Маленький рыцарь пожал друзьям руки и молвил:
– Знали б вы, сколько ядер валяется на майдане – вообразить невозможно! Шагу нельзя пройти, чтоб не спотыкнуться.
– Видели, видели, – ответил Заглоба, – я тоже, вставши, по лагерю прогулялся. Курам во всем львовском повете за два года яиц не снести столько. Эх, кабы то яйца были – поели б мы яичницы вволю! Я, признаться, за сковороду с яичницей изысканнейшее отдам блюдо. Солдатская у меня натура, как и у вас, впрочем. Вкусно поесть я всегда горазд, только подкладывай! Потому и в бою за пояс заткну любого из нынешних изнеженных молокососов, которые и миски диких груш не съедят, чтоб тотчас животы не схватило.
– Однако ты вчера отличился! – сказал маленький рыцарь. – Бурляя уложить с маху – хо-хо! Не ждал я от тебя такого. На всей Украине и в Туретчине не было рыцаря славнее.
– Недурно, а?! – самодовольно воскликнул Заглоба. – И не впервой мне так, не впервой, пан Михал. Долгонько мы друг дружку искали, зато и подобрались как волосок к волоску: четверки такой не сыскать во всей Речи Посполитой. Ей-богу, с вами да под рукою нашего князя я бы сам-пят хоть на Стамбул двинул. Заметьте себе: пан Скшетуский Бурдабута убил, а вчера Тугай-бея…
– Тугай-бей жив остался, – перебил его поручик, – я сам почувствовал, как у меня лезвие соскользнуло, и тот же час нас разделили.
– Все едино, – сказал Заглоба, – не прерывай меня, друг любезный. Пан Михал Богуна в Варшаве посек, как мы тебе говорили…
– Лучше б не вспоминал, сударь, – заметил пан Лонгинус.
– Что уж теперь: сказанного не воротишь, – ответил Заглоба. – И рад бы не вспоминать, однако продолжу; итак, пан Подбипятка из Мышикишек пресловутого Полуяна прикончил, а я Бурляя. Причем, не скрою, ваших бы я огулом за одного Бурляя отдал, оттого мне и тяжелей всех досталось. Дьявол был, не казак, верно? Были б у меня сыновья legitime natos[190], доброе бы я им оставил имя. Любопытно, что его величество король и сейм скажут и как нас наградить изволят, нас, что более серой и селитрой кормятся, нежели чем иным?
– Был один рыцарь, всех нас доблестью превосходивший, – сказал пан Лонгинус, – только имени его никто не знает и не помнит.
– Кто таков, интересно? Небось в древности? – спросил, почувствовав себя уязвленным, Заглоба.
– Нет, братец, не в древности – это тот, что короля Густава Адольфа под Тшцяной с конем вместе поверг на землю и пленил, – ответил ему Подбипятка.
– А я слыхал, это под Пуцком было, – вмешался маленький рыцарь.
– Король все же вырвался и убежал, – добавил Скшетуский.

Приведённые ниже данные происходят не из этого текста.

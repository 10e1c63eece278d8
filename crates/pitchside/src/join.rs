//! Inner join of the match and weather tables on (date, city).

use std::collections::{HashMap, HashSet};

use chrono::NaiveDate;
use indexmap::IndexMap;

use crate::load::{MatchTable, WeatherTable};
use crate::schema::{MatchRecord, MergedRecord, TempBucket, WeatherRecord};

/// The composite join key.
const JOIN_KEYS: &[&str] = &["date", "city"];

/// The joined table: merged records plus the flattened column layout.
///
/// Zero rows is a valid state, not an error; the consuming layer decides
/// how to present it.
#[derive(Debug, Clone)]
pub struct MergedTable {
    pub records: Vec<MergedRecord>,
    /// Column names in output order: match columns, weather columns minus
    /// the join keys, then `date_str` and `temp_bucket`. Names colliding
    /// across the sides carry a `_match` / `_weather` suffix.
    pub columns: Vec<String>,
}

impl MergedTable {
    pub fn len(&self) -> usize {
        self.records.len()
    }

    pub fn is_empty(&self) -> bool {
        self.records.is_empty()
    }
}

/// Inner-join the two tables on (date, city).
///
/// Exact equality on both key fields. City is case-sensitive: keys were
/// trimmed at load, deliberately not case-folded, so two spellings
/// differing only in case are distinct cities and silently produce no
/// match. Output order is driven by match-table row order; a match row
/// with several same-key weather rows expands in weather-file order, so
/// the join is deterministic and idempotent.
pub fn join_match_weather(matches: &MatchTable, weather: &WeatherTable) -> MergedTable {
    let collisions = colliding_columns(&matches.columns, &weather.columns);

    let mut by_key: HashMap<(NaiveDate, &str), Vec<&WeatherRecord>> = HashMap::new();
    for w in &weather.records {
        by_key.entry((w.date, w.city.as_str())).or_default().push(w);
    }

    let mut records = Vec::new();
    for m in &matches.records {
        let Some(observations) = by_key.get(&(m.date, m.city.as_str())) else {
            continue;
        };
        for w in observations {
            records.push(merge_row(m, w, &collisions));
        }
    }

    tracing::debug!(
        match_rows = matches.records.len(),
        weather_rows = weather.records.len(),
        merged_rows = records.len(),
        "join complete"
    );

    MergedTable {
        records,
        columns: column_layout(&matches.columns, &weather.columns, &collisions),
    }
}

fn merge_row(
    m: &MatchRecord,
    w: &WeatherRecord,
    collisions: &HashSet<String>,
) -> MergedRecord {
    let mut extra = IndexMap::new();
    for (name, value) in &m.extra {
        extra.insert(suffixed(name, "_match", collisions), value.clone());
    }
    for (name, value) in &w.extra {
        extra.insert(suffixed(name, "_weather", collisions), value.clone());
    }

    MergedRecord {
        date: m.date,
        city: m.city.clone(),
        date_str: m.date.format("%Y-%m-%d").to_string(),
        total_runs: m.total_runs,
        season: m.season.clone(),
        team1: m.team1.clone(),
        team2: m.team2.clone(),
        temp_c: w.temp_c,
        humidity: w.humidity,
        weather_type: w.weather_type.clone(),
        temp_bucket: TempBucket::from_temp_c(w.temp_c),
        extra,
    }
}

/// Non-key column names present on both sides.
fn colliding_columns(match_cols: &[String], weather_cols: &[String]) -> HashSet<String> {
    match_cols
        .iter()
        .filter(|c| !JOIN_KEYS.contains(&c.as_str()))
        .filter(|c| weather_cols.contains(c))
        .cloned()
        .collect()
}

fn suffixed(name: &str, suffix: &str, collisions: &HashSet<String>) -> String {
    if collisions.contains(name) {
        format!("{name}{suffix}")
    } else {
        name.to_string()
    }
}

fn column_layout(
    match_cols: &[String],
    weather_cols: &[String],
    collisions: &HashSet<String>,
) -> Vec<String> {
    let mut columns = Vec::new();
    for c in match_cols {
        columns.push(suffixed(c, "_match", collisions));
    }
    for c in weather_cols {
        if JOIN_KEYS.contains(&c.as_str()) {
            continue;
        }
        columns.push(suffixed(c, "_weather", collisions));
    }
    columns.push("date_str".to_string());
    columns.push("temp_bucket".to_string());
    columns
}
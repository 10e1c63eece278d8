//! Error types for the Pitchside library.

use std::path::PathBuf;
use thiserror::Error;

/// Main error type for Pitchside operations.
#[derive(Debug, Error)]
pub enum PitchsideError {
    /// Error reading or accessing a file.
    #[error("IO error for '{path}': {source}")]
    Io {
        path: PathBuf,
        #[source]
        source: std::io::Error,
    },

    /// A source table is missing columns its loader requires.
    ///
    /// This aborts the load outright: a join against a misnamed column
    /// would silently produce an empty table, which is a worse failure
    /// mode than an explicit stop.
    #[error("{table} table is missing required columns: {}", .columns.join(", "))]
    MissingColumns {
        table: String,
        columns: Vec<String>,
    },

    /// Error from the CSV library.
    #[error("CSV error: {0}")]
    Csv(#[from] csv::Error),

    /// Empty file or no data to prepare.
    #[error("Empty data: {0}")]
    EmptyData(String),

    /// JSON serialization/deserialization error.
    #[error("JSON error: {0}")]
    Json(#[from] serde_json::Error),
}

/// Result type alias for Pitchside operations.
pub type Result<T> = std::result::Result<T, PitchsideError>;

#[cfg(test)]
mod tests {
    use super::*;

    #[test]
    fn missing_columns_message_names_each_column() {
        let err = PitchsideError::MissingColumns {
            table: "match".to_string(),
            columns: vec!["date".to_string(), "total_runs".to_string()],
        };
        let msg = err.to_string();
        assert!(msg.contains("match table"));
        assert!(msg.contains("date"));
        assert!(msg.contains("total_runs"));
    }
}
// crates/client/src/backoff.rs
//! Reconnect delays: exponential, jittered, capped, with an attempt budget.

use std::time::Duration;

use rand::Rng;

#[derive(Debug, Clone)]
pub struct BackoffConfig {
    /// Delay before the first retry.
    pub base: Duration,
    /// Upper bound for any single delay.
    pub cap: Duration,
    /// Fraction of the delay randomised in either direction, `0.0..=1.0`.
    pub jitter: f64,
    /// Consecutive failed attempts before giving up.
    pub max_attempts: u32,
}

impl Default for BackoffConfig {
    fn default() -> Self {
        Self {
            base: Duration::from_millis(500),
            cap: Duration::from_secs(30),
            jitter: 0.2,
            max_attempts: 10,
        }
    }
}

#[derive(Debug, Clone)]
pub struct Backoff {
    config: BackoffConfig,
    attempt: u32,
}

impl Backoff {
    pub fn new(config: BackoffConfig) -> Self {
        Self { config, attempt: 0 }
    }

    /// Failed attempts since the last reset.
    pub fn attempt(&self) -> u32 {
        self.attempt
    }

    pub fn reset(&mut self) {
        self.attempt = 0;
    }

    /// Record a failure and return how long to wait before the next attempt,
    /// or `None` once the budget is spent.
    pub fn next_delay(&mut self) -> Option<Duration> {
        if self.attempt >= self.config.max_attempts {
            return None;
        }
        let exp = self.attempt.min(31);
        self.attempt += 1;

        let raw = self
            .config
            .base
            .checked_mul(1u32 << exp)
            .unwrap_or(self.config.cap)
            .min(self.config.cap);

        let jitter = self.config.jitter.clamp(0.0, 1.0);
        if jitter == 0.0 {
            return Some(raw);
        }
        let factor = rand::thread_rng().gen_range((1.0 - jitter)..=(1.0 + jitter));
        Some(raw.mul_f64(factor).min(self.config.cap))
    }
}
//! Prometheus exposition of the job counters.
//!
//! `jobcast-server-jobs` records through the `metrics` facade; this module
//! installs the recorder those calls land in and renders it for `/metrics`.

use metrics::{describe_counter, describe_gauge};
use metrics_exporter_prometheus::{PrometheusBuilder, PrometheusHandle};
use std::sync::OnceLock;

static PROMETHEUS_HANDLE: OnceLock<PrometheusHandle> = OnceLock::new();

/// Install the process-wide recorder. Job metrics recorded before this call
/// are lost. Returns `false` when a recorder was already installed.
pub fn init_metrics() -> bool {
    if PROMETHEUS_HANDLE.get().is_some() {
        return false;
    }

    let recorder = PrometheusBuilder::new().build_recorder();
    let handle = recorder.handle();

    if metrics::set_global_recorder(recorder).is_err() {
        tracing::warn!("metrics recorder already installed, job metrics not exported");
        return false;
    }

    if PROMETHEUS_HANDLE.set(handle).is_err() {
        tracing::warn!("prometheus handle already stored");
    }

    describe_metrics();

    tracing::info!("job metrics exported at /metrics");
    true
}

fn describe_metrics() {
    describe_counter!("jobs_started_total", "Jobs that entered the Running state");
    describe_counter!(
        "jobs_finished_total",
        "Jobs that reached a terminal state, labelled by status"
    );
    describe_gauge!("jobs_running", "Jobs currently running");
    describe_counter!(
        "job_events_published_total",
        "Events published on the job event bus, labelled by kind"
    );
    describe_counter!(
        "job_bus_gaps_total",
        "Subscribers dropped because their queue overflowed"
    );
    describe_gauge!("job_bus_subscribers", "Current event bus subscribers");
}

/// Prometheus text for `/metrics`, or `None` before [`init_metrics`].
pub fn render_metrics() -> Option<String> {
    PROMETHEUS_HANDLE.get().map(|h| h.render())
}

– Истинно так! Мне кое-что на сей счет известно, – сказал, сощурив здоровое свое око, Заглоба, – я тогда как раз у пана Конецпольского, родителя нашего хорунжего, служил. Знаем, знаем! Скромность не дозволяет этому рыцарю назвать свое имя, вот оно в безвестности и осталось. Хотя, надо вам сказать, Густав Адольф был великий воитель, Конецпольскому мало чем уступал, но с Бурляем в поединке тяжелей пришлось, уж вы мне поверьте!
– Что ж, выходит, это ты, сударь, одолел Густава Адольфа? – спросил Володыёвский.
– Я когда-нибудь тебе похвалялся, скажи честно, пан Михал?.. Ладно уж, пускай случай сей остается в забвенье, мне и нынче есть чем похвастаться: чего вспоминать былое!.. Страшно после этого пойла бурчит в брюхе – чем больше сыра, тем сильнее. Винная похлебка куда лучше – слава Богу, впрочем, хоть эта есть, вскоре и того, возможно, не будет. Ксендз Жабковский говорил, припасов у нас кот наплакал, а ему каково с его-то пузом: истая сорокаведерная бочка! Поневоле забеспокоишься… Но хорош, однако, наш бернардинец! Нравится мне чертовски. Кто-кто, а уж он скорей солдат, чем служитель Божий. Не приведи Господь, съездит по роже – хоть сейчас беги за гробом.